Chi abbia firmato quelle dell’Empio non si sa: forse lo stesso Acciaiuoli, che possiede le competenze per occuparsene, magari con Tacca a dargli una mano. Sembra che per metterlo su siano serviti seimila scudi, un’enormità. Risultato di questo scialo di denari, a parte lo stupore per gli occhi, un certo tedio per le orecchie stando alle cronache.
Nel 1669 il soggetto dell’Empio punito può vantare una fortuna teatrale già rilevante malgrado circoli sulle scene da appena mezzo secolo. La prima notizia che se ne ha risale al 1615: a Ingolstadt, in Baviera, la storia di Don Giovanni parlava latino. Italiano, magari dialettizzato, in commedie all’improvviso allestite a Napoli durante il decennio successivo.
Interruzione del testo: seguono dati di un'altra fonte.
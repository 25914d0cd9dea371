//! Events - 事件推送

mod publisher;

pub use publisher::{Delivery, EventPublisher, EventSubscription, WsEvent};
Spagnolo nel Burlador de Sevilla di Tirso de Molina pubblicato a stampa nel 1630.
Di nuovo italiano nel Convitato di pietra del fiorentino Giacinto Andrea Cicognini, testo debitore alla commedia dell’arte tanto quanto il Convitato di Giovan Battista Andreini, opera-monstre del 1651, chissà se allora rappresentata, che incorporava vari generi, il tragico, il pastorale, il dramma sacro, la commedia con lazzi, la festa mitologica, più inserti musicali. Nello stesso periodo l’Arlecchino Domenico Biancolelli e lo Scaramuccia Tiberio Fiorilli trasportavano a Parigi la figura di Don Giovanni, e Molière ne ricavava la sua versione in cui lui interpretava la parte del servo Sganarello.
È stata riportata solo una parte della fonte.